Given records:
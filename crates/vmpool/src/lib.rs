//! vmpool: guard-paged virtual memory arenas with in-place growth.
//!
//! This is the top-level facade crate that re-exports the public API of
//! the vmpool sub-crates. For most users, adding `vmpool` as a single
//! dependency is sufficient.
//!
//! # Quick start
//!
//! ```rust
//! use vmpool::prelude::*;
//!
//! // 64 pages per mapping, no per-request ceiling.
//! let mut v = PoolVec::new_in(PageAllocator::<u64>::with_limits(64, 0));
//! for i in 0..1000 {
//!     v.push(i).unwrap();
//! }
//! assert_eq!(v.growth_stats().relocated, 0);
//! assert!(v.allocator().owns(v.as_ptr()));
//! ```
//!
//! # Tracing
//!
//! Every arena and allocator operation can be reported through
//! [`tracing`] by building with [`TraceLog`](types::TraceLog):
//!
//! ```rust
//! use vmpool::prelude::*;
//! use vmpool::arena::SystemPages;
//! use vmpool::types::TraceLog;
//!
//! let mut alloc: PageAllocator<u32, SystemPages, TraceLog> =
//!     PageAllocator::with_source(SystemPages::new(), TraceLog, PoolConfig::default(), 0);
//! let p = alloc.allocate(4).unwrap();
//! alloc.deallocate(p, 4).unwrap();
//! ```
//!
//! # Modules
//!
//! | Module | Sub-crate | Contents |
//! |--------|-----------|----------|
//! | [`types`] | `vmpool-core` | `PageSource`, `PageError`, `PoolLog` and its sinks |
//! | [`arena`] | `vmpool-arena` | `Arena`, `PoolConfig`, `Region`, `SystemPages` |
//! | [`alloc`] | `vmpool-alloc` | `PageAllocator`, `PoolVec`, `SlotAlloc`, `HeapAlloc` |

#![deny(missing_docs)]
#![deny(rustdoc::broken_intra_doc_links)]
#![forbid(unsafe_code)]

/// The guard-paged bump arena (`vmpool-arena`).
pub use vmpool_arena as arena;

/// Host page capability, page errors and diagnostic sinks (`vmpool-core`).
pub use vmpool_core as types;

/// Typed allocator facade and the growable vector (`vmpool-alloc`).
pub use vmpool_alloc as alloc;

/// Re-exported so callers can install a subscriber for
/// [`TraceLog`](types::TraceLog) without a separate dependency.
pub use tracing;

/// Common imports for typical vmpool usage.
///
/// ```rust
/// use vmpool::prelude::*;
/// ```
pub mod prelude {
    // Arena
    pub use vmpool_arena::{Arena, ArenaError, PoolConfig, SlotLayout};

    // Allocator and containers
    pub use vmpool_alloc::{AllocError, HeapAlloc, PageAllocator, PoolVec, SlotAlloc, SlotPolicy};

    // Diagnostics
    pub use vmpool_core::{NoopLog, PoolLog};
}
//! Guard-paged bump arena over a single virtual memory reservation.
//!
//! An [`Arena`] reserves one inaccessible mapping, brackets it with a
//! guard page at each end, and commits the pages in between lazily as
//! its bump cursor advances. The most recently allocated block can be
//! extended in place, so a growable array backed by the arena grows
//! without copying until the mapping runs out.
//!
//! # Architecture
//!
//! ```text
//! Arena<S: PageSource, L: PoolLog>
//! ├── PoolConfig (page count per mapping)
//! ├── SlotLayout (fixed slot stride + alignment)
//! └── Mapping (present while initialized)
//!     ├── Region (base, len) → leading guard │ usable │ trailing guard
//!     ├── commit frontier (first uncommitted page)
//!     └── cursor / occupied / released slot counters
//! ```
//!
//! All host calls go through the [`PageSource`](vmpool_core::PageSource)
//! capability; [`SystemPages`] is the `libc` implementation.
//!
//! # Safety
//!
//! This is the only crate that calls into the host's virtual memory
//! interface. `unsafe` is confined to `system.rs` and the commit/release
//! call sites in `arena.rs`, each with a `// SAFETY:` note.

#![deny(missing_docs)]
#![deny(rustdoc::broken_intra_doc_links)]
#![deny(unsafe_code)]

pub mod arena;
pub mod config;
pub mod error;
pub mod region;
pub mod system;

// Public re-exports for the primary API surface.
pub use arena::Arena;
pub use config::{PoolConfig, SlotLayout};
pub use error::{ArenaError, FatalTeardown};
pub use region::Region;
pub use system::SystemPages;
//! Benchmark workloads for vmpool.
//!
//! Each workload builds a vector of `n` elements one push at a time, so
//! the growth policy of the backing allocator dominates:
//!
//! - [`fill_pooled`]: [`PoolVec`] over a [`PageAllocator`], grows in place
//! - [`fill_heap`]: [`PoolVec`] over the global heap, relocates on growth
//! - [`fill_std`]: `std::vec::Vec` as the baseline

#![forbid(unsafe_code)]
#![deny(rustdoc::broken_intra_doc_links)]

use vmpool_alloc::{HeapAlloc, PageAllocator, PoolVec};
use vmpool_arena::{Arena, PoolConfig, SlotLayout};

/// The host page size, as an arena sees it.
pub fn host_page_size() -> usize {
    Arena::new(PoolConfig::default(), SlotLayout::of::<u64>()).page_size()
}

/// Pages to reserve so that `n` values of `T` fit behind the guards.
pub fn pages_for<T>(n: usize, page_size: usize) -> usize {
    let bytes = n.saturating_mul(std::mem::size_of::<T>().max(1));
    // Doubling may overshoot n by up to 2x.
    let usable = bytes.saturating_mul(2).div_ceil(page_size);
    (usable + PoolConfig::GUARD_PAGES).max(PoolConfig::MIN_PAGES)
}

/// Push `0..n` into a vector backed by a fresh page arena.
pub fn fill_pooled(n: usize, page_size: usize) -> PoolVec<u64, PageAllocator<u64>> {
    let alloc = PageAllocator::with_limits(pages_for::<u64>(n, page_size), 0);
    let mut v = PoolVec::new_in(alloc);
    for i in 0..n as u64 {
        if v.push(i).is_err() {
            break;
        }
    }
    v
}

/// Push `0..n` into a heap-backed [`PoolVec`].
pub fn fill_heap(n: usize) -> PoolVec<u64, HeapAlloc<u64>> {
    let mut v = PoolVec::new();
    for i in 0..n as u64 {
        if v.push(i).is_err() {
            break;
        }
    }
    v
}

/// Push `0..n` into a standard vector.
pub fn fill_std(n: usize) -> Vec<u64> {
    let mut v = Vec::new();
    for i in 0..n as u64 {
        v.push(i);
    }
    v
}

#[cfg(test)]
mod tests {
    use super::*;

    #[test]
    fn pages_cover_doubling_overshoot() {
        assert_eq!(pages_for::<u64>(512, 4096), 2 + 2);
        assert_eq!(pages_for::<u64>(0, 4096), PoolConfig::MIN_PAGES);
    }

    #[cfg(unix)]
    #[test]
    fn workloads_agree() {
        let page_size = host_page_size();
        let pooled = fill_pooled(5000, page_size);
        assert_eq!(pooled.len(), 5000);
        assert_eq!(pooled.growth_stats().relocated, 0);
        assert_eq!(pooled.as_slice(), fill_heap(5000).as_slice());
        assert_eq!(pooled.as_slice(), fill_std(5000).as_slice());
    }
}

What this task involves: Above are records; repeat only the lines starting at the line with "pub use arena::Arena;" and ending at the line with "arena sees it.", exactly as they appear, both included.

Exercise response:
pub use arena::Arena;
pub use config::{PoolConfig, SlotLayout};
pub use error::{ArenaError, FatalTeardown};
pub use region::Region;
pub use system::SystemPages;
//! Benchmark workloads for vmpool.
//!
//! Each workload builds a vector of `n` elements one push at a time, so
//! the growth policy of the backing allocator dominates:
//!
//! - [`fill_pooled`]: [`PoolVec`] over a [`PageAllocator`], grows in place
//! - [`fill_heap`]: [`PoolVec`] over the global heap, relocates on growth
//! - [`fill_std`]: `std::vec::Vec` as the baseline

#![forbid(unsafe_code)]
#![deny(rustdoc::broken_intra_doc_links)]

use vmpool_alloc::{HeapAlloc, PageAllocator, PoolVec};
use vmpool_arena::{Arena, PoolConfig, SlotLayout};

/// The host page size, as an arena sees it.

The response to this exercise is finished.